__Task prompt__: Copy every line of the records below where the word "long" occurs.

-------- The data

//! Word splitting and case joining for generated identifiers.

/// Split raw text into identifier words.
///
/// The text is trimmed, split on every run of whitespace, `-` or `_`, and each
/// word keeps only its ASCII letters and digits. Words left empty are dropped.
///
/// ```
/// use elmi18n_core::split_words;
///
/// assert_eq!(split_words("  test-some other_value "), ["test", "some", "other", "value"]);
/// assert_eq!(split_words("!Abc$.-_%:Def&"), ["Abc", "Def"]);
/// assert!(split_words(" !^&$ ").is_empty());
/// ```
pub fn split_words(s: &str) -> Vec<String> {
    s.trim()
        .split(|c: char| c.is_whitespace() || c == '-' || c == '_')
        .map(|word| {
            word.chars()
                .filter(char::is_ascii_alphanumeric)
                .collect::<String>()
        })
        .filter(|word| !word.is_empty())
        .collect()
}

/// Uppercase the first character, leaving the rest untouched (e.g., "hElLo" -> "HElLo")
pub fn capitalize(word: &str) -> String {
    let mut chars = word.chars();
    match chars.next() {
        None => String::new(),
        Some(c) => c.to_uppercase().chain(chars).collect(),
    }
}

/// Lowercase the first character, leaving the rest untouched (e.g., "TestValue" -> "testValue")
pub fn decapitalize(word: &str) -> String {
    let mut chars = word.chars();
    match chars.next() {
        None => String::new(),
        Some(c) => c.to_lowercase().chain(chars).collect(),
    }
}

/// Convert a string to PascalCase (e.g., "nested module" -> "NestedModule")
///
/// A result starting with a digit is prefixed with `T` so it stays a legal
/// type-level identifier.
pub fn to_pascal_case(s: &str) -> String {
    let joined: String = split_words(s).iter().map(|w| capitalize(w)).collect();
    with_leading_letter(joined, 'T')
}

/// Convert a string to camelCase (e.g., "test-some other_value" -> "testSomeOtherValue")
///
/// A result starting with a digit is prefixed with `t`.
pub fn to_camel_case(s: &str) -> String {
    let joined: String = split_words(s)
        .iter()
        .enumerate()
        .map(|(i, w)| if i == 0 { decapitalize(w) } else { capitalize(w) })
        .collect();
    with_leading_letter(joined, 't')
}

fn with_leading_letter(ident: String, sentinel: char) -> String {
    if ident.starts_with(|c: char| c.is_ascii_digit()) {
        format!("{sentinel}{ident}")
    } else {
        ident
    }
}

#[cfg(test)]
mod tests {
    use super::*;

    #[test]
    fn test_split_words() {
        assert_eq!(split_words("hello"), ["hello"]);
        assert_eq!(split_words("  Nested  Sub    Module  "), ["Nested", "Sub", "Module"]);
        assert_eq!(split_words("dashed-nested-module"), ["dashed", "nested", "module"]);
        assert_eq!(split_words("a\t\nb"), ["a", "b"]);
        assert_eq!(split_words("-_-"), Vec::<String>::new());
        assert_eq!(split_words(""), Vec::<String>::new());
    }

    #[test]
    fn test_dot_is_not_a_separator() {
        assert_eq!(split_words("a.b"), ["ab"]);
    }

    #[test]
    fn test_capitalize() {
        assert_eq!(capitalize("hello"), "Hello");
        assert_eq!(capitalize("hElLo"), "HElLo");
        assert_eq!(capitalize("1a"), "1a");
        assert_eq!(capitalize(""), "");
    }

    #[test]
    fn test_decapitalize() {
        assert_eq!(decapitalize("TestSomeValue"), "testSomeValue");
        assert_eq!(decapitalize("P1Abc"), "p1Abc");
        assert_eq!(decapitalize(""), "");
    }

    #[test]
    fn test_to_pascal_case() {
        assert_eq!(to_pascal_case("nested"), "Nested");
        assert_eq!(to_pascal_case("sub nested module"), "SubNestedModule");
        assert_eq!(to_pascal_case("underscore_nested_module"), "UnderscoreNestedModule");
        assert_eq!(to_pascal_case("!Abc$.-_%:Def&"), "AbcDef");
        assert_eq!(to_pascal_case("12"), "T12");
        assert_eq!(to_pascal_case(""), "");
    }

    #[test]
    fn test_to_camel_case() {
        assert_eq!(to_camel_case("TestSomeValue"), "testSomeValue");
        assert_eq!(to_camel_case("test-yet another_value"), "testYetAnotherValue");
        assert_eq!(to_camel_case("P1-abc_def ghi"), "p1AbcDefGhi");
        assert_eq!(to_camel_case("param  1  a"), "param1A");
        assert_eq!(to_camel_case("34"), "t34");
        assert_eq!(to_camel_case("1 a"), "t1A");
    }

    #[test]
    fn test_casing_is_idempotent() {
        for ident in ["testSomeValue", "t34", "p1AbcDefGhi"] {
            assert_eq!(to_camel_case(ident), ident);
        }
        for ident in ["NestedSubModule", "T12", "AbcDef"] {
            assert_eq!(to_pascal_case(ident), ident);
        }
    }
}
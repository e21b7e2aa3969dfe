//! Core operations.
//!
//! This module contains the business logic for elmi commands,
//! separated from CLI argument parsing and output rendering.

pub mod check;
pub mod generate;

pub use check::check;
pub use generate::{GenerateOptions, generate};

----------------
-------- The data

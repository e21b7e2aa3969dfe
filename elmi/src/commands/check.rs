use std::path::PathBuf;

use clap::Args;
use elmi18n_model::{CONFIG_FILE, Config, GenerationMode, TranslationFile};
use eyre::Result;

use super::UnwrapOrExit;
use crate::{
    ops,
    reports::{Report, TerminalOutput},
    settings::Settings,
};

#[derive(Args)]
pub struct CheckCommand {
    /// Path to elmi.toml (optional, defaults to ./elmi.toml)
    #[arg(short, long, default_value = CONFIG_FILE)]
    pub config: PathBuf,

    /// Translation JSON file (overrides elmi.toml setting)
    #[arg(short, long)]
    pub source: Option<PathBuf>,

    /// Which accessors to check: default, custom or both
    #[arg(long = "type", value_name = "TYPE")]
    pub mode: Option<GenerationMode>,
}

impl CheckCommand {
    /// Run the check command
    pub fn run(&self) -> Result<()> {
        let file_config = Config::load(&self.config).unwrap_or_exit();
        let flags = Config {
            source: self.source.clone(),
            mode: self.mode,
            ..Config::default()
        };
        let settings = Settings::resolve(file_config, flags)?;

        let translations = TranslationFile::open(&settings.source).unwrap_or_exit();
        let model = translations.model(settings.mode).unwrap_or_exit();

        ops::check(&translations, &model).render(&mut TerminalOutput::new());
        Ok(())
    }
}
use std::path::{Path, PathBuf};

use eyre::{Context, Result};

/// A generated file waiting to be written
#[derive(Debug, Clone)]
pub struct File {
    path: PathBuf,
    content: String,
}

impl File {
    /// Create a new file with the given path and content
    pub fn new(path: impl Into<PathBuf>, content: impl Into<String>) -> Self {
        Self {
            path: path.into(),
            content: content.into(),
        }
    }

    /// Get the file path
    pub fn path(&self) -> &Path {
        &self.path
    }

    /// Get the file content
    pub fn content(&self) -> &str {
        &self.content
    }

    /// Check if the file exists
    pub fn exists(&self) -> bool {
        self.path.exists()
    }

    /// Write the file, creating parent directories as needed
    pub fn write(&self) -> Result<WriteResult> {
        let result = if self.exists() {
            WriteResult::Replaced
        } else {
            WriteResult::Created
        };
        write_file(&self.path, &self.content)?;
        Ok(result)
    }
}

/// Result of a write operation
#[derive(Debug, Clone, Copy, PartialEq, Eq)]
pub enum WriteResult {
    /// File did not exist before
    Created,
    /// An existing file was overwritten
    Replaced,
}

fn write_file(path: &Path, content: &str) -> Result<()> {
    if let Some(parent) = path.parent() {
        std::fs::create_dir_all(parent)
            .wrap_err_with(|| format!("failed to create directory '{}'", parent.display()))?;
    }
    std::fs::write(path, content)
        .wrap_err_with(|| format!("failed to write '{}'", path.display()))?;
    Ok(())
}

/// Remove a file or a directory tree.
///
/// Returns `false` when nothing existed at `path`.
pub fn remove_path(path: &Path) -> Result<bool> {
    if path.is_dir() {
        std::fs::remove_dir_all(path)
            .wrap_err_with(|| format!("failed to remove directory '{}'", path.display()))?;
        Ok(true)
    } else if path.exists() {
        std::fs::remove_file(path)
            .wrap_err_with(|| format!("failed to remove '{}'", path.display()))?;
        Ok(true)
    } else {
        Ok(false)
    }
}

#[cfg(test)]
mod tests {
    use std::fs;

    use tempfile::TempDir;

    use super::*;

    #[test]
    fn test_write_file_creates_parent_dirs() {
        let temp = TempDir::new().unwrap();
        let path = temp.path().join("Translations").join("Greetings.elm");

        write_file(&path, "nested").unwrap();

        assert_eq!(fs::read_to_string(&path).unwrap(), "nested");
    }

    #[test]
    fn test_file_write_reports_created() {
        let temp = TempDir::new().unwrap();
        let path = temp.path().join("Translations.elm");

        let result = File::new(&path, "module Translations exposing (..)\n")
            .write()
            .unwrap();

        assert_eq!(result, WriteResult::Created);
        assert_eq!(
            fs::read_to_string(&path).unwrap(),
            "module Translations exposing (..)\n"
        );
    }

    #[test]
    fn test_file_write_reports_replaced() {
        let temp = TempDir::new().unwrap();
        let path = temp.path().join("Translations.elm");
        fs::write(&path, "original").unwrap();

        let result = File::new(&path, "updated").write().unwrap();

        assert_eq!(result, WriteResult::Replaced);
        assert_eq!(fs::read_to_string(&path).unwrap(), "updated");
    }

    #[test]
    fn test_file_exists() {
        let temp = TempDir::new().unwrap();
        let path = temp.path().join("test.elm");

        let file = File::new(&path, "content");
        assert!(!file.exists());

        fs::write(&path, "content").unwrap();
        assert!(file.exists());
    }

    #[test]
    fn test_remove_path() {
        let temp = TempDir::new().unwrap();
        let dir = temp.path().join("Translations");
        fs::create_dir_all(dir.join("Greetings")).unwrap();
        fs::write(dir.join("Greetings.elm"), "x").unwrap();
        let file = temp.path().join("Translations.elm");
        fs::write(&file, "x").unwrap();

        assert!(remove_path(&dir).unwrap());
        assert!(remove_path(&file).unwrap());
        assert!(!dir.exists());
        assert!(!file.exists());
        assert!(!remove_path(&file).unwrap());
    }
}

----------------

__Completed task__:
    #[arg(short, long, default_value = CONFIG_FILE)]
    #[arg(short, long)]
    #[arg(long = "type", value_name = "TYPE")]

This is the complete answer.